> What this task involves
Nothing but the data, repeated exactly, belongs in the answer.

> Exercise data
——
//! Terminal projection of the directory state.

use comfy_table::{modifiers, presets, ContentArrangement, Table};
use terminal_size::{terminal_size, Width};
use yansi::Paint;

use crate::models::{DraftField, FormDraft, UserRecord};

pub const EMPTY_LIST_MESSAGE: &str = "No users registered";

fn new_table() -> Table {
    let mut table = Table::new();
    table.load_preset(presets::UTF8_FULL);
    table.apply_modifier(modifiers::UTF8_ROUND_CORNERS);
    table.set_content_arrangement(ContentArrangement::Dynamic);
    if let Some((Width(w), _)) = terminal_size() {
        table.set_width(w.saturating_sub(4));
    }
    table
}

pub fn records_table(records: &[UserRecord]) -> Table {
    let mut table = new_table();
    table.set_header(vec!["ID", "Name", "Email", "Phone"]);
    for r in records {
        table.add_row(vec![
            r.id.to_string(),
            r.full_name.clone(),
            r.email.clone(),
            r.phone_number.clone(),
        ]);
    }
    table
}

/// The record list as printed by the CLI, with the empty-list placeholder.
pub fn render_records(records: &[UserRecord]) -> String {
    if records.is_empty() {
        return Paint::new(EMPTY_LIST_MESSAGE).dim().to_string();
    }
    records_table(records).to_string()
}

pub fn render_draft(draft: &FormDraft) -> String {
    let mut table = new_table();
    let title = match draft.edit_target_id {
        Some(id) => format!("Editing user {}", id),
        None => "New user".to_string(),
    };
    table.set_header(vec![title, String::new()]);
    for field in DraftField::ALL {
        table.add_row(vec![field.label().to_string(), draft.field(field).to_string()]);
    }
    table.to_string()
}
use askama::Template;
use axum::{
    extract::{Form, Path, State},
    http::StatusCode,
    response::{Html, IntoResponse, Redirect, Response},
};
use axum_extra::extract::cookie::CookieJar;
use serde::Deserialize;

use crate::directory::{DeleteOutcome, SubmitOutcome, DELETE_PROMPT};
use crate::models::{DraftField, UserId};
use crate::notify::AutoConfirm;
use crate::util::hostname_from_url;

use super::session::{find_session, session_for, view_session};
use super::templates::{ConfirmationTemplate, FlashMessage, UsersTemplate};
use super::AppState;

pub fn render_template<T: Template>(t: T) -> Response {
    match t.render() {
        Ok(body) => Html(body).into_response(),
        Err(e) => {
            tracing::error!(%e, "Template render error");
            (StatusCode::INTERNAL_SERVER_ERROR, "Internal Server Error").into_response()
        }
    }
}

pub async fn root_get() -> Redirect {
    Redirect::to("/users")
}

/// Loading the page is the screen's startup event, so it re-fetches the
/// list unless the mutation that redirected here just did.
pub async fn users_get(State(state): State<AppState>, jar: CookieJar) -> Response {
    let session = view_session(&state, &jar);
    let mut session = session.lock().await;
    if !session.take_fresh() {
        session.controller.refresh().await;
    }
    let controller = &mut session.controller;

    let flash_messages: Vec<FlashMessage> = controller
        .notifier_mut()
        .drain()
        .into_iter()
        .map(FlashMessage::from)
        .collect();
    let has_flash_messages = !flash_messages.is_empty();
    render_template(UsersTemplate {
        api_hostname: hostname_from_url(state.backend.base_url()),
        flash_messages,
        has_flash_messages,
        records: controller.records(),
        draft: controller.draft(),
        is_editing: controller.is_editing(),
    })
}

#[derive(Deserialize)]
pub struct DraftForm {
    #[serde(rename = "nombreCompleto", default)]
    pub full_name: String,
    #[serde(rename = "correoElectronico", default)]
    pub email: String,
    #[serde(rename = "numeroTelefono", default)]
    pub phone_number: String,
}

pub async fn users_post(
    State(state): State<AppState>,
    jar: CookieJar,
    Form(form): Form<DraftForm>,
) -> Response {
    let (jar, session) = session_for(&state, jar);
    let mut session = session.lock().await;
    let controller = &mut session.controller;
    controller.update_draft_field(DraftField::FullName, form.full_name);
    controller.update_draft_field(DraftField::Email, form.email);
    controller.update_draft_field(DraftField::PhoneNumber, form.phone_number);
    let outcome = controller.submit_draft().await;
    tracing::info!(?outcome, "Submitted user form");
    session.snapshot_fresh = outcome != SubmitOutcome::Rejected;
    (jar, Redirect::to("/users")).into_response()
}

pub async fn edit_post(
    State(state): State<AppState>,
    jar: CookieJar,
    Path(id): Path<i64>,
) -> Response {
    let (jar, session) = session_for(&state, jar);
    let mut session = session.lock().await;
    let id = UserId(id);
    if session.controller.find(id).is_none() {
        let refreshed = session.controller.refresh().await;
        session.snapshot_fresh = refreshed;
    }
    if let Err(e) = session.controller.begin_edit_by_id(id) {
        tracing::warn!(%e, "Cannot edit user");
    }
    (jar, Redirect::to("/users")).into_response()
}

pub async fn cancel_post(State(state): State<AppState>, jar: CookieJar) -> Redirect {
    if let Some(session) = find_session(&state, &jar) {
        session.lock().await.controller.cancel_edit();
    }
    Redirect::to("/users")
}

/// The browser's stand-in for a confirm dialog.
pub async fn delete_confirm_get(
    State(state): State<AppState>,
    jar: CookieJar,
    Path(id): Path<i64>,
) -> Response {
    let session = view_session(&state, &jar);
    let mut session = session.lock().await;
    let id = UserId(id);
    if session.controller.find(id).is_none() {
        session.controller.refresh().await;
    }
    let message = match session.controller.find(id) {
        Some(record) => format!("{} ({})", DELETE_PROMPT, record.full_name),
        None => DELETE_PROMPT.to_string(),
    };
    render_template(ConfirmationTemplate {
        api_hostname: hostname_from_url(state.backend.base_url()),
        flash_messages: Vec::new(),
        has_flash_messages: false,
        title: format!("Delete user {}", id),
        message,
        target_url: format!("/users/{}/delete", id),
        confirm_label: "Delete".to_string(),
        cancel_url: "/users".to_string(),
    })
}

/// Only reachable by submitting the confirmation page.
pub async fn delete_post(
    State(state): State<AppState>,
    jar: CookieJar,
    Path(id): Path<i64>,
) -> Response {
    let (jar, session) = session_for(&state, jar);
    let mut session = session.lock().await;
    let outcome = session
        .controller
        .request_delete(UserId(id), &mut AutoConfirm(true))
        .await;
    tracing::info!(?outcome, id, "Delete requested");
    session.snapshot_fresh = outcome == DeleteOutcome::Sent;
    (jar, Redirect::to("/users")).into_response()
}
——
> Task output
//! Terminal projection of the directory state.

use comfy_table::{modifiers, presets, ContentArrangement, Table};
use terminal_size::{terminal_size, Width};
use yansi::Paint;

use crate::models::{DraftField, FormDraft, UserRecord};

pub const EMPTY_LIST_MESSAGE: &str = "No users registered";

fn new_table() -> Table {
    let mut table = Table::new();
    table.load_preset(presets::UTF8_FULL);
    table.apply_modifier(modifiers::UTF8_ROUND_CORNERS);
    table.set_content_arrangement(ContentArrangement::Dynamic);
    if let Some((Width(w), _)) = terminal_size() {
        table.set_width(w.saturating_sub(4));
    }
    table
}

pub fn records_table(records: &[UserRecord]) -> Table {
    let mut table = new_table();
    table.set_header(vec!["ID", "Name", "Email", "Phone"]);
    for r in records {
        table.add_row(vec![
            r.id.to_string(),
            r.full_name.clone(),
            r.email.clone(),
            r.phone_number.clone(),
        ]);
    }
    table
}

/// The record list as printed by the CLI, with the empty-list placeholder.
pub fn render_records(records: &[UserRecord]) -> String {
    if records.is_empty() {
        return Paint::new(EMPTY_LIST_MESSAGE).dim().to_string();
    }
    records_table(records).to_string()
}

pub fn render_draft(draft: &FormDraft) -> String {
    let mut table = new_table();
    let title = match draft.edit_target_id {
        Some(id) => format!("Editing user {}", id),
        None => "New user".to_string(),
    };
    table.set_header(vec![title, String::new()]);
    for field in DraftField::ALL {
        table.add_row(vec![field.label().to_string(), draft.field(field).to_string()]);
    }
    table.to_string()
}
use askama::Template;
use axum::{
    extract::{Form, Path, State},
    http::StatusCode,
    response::{Html, IntoResponse, Redirect, Response},
};
use axum_extra::extract::cookie::CookieJar;
use serde::Deserialize;

use crate::directory::{DeleteOutcome, SubmitOutcome, DELETE_PROMPT};
use crate::models::{DraftField, UserId};
use crate::notify::AutoConfirm;
use crate::util::hostname_from_url;

use super::session::{find_session, session_for, view_session};
use super::templates::{ConfirmationTemplate, FlashMessage, UsersTemplate};
use super::AppState;

pub fn render_template<T: Template>(t: T) -> Response {
    match t.render() {
        Ok(body) => Html(body).into_response(),
        Err(e) => {
            tracing::error!(%e, "Template render error");
            (StatusCode::INTERNAL_SERVER_ERROR, "Internal Server Error").into_response()
        }
    }
}

pub async fn root_get() -> Redirect {
    Redirect::to("/users")
}

/// Loading the page is the screen's startup event, so it re-fetches the
/// list unless the mutation that redirected here just did.
pub async fn users_get(State(state): State<AppState>, jar: CookieJar) -> Response {
    let session = view_session(&state, &jar);
    let mut session = session.lock().await;
    if !session.take_fresh() {
        session.controller.refresh().await;
    }
    let controller = &mut session.controller;

    let flash_messages: Vec<FlashMessage> = controller
        .notifier_mut()
        .drain()
        .into_iter()
        .map(FlashMessage::from)
        .collect();
    let has_flash_messages = !flash_messages.is_empty();
    render_template(UsersTemplate {
        api_hostname: hostname_from_url(state.backend.base_url()),
        flash_messages,
        has_flash_messages,
        records: controller.records(),
        draft: controller.draft(),
        is_editing: controller.is_editing(),
    })
}

#[derive(Deserialize)]
pub struct DraftForm {
    #[serde(rename = "nombreCompleto", default)]
    pub full_name: String,
    #[serde(rename = "correoElectronico", default)]
    pub email: String,
    #[serde(rename = "numeroTelefono", default)]
    pub phone_number: String,
}

pub async fn users_post(
    State(state): State<AppState>,
    jar: CookieJar,
    Form(form): Form<DraftForm>,
) -> Response {
    let (jar, session) = session_for(&state, jar);
    let mut session = session.lock().await;
    let controller = &mut session.controller;
    controller.update_draft_field(DraftField::FullName, form.full_name);
    controller.update_draft_field(DraftField::Email, form.email);
    controller.update_draft_field(DraftField::PhoneNumber, form.phone_number);
    let outcome = controller.submit_draft().await;
    tracing::info!(?outcome, "Submitted user form");
    session.snapshot_fresh = outcome != SubmitOutcome::Rejected;
    (jar, Redirect::to("/users")).into_response()
}

pub async fn edit_post(
    State(state): State<AppState>,
    jar: CookieJar,
    Path(id): Path<i64>,
) -> Response {
    let (jar, session) = session_for(&state, jar);
    let mut session = session.lock().await;
    let id = UserId(id);
    if session.controller.find(id).is_none() {
        let refreshed = session.controller.refresh().await;
        session.snapshot_fresh = refreshed;
    }
    if let Err(e) = session.controller.begin_edit_by_id(id) {
        tracing::warn!(%e, "Cannot edit user");
    }
    (jar, Redirect::to("/users")).into_response()
}

pub async fn cancel_post(State(state): State<AppState>, jar: CookieJar) -> Redirect {
    if let Some(session) = find_session(&state, &jar) {
        session.lock().await.controller.cancel_edit();
    }
    Redirect::to("/users")
}

/// The browser's stand-in for a confirm dialog.
pub async fn delete_confirm_get(
    State(state): State<AppState>,
    jar: CookieJar,
    Path(id): Path<i64>,
) -> Response {
    let session = view_session(&state, &jar);
    let mut session = session.lock().await;
    let id = UserId(id);
    if session.controller.find(id).is_none() {
        session.controller.refresh().await;
    }
    let message = match session.controller.find(id) {
        Some(record) => format!("{} ({})", DELETE_PROMPT, record.full_name),
        None => DELETE_PROMPT.to_string(),
    };
    render_template(ConfirmationTemplate {
        api_hostname: hostname_from_url(state.backend.base_url()),
        flash_messages: Vec::new(),
        has_flash_messages: false,
        title: format!("Delete user {}", id),
        message,
        target_url: format!("/users/{}/delete", id),
        confirm_label: "Delete".to_string(),
        cancel_url: "/users".to_string(),
    })
}

/// Only reachable by submitting the confirmation page.
pub async fn delete_post(
    State(state): State<AppState>,
    jar: CookieJar,
    Path(id): Path<i64>,
) -> Response {
    let (jar, session) = session_for(&state, jar);
    let mut session = session.lock().await;
    let outcome = session
        .controller
        .request_delete(UserId(id), &mut AutoConfirm(true))
        .await;
    tracing::info!(?outcome, id, "Delete requested");
    session.snapshot_fresh = outcome == DeleteOutcome::Sent;
    (jar, Redirect::to("/users")).into_response()
}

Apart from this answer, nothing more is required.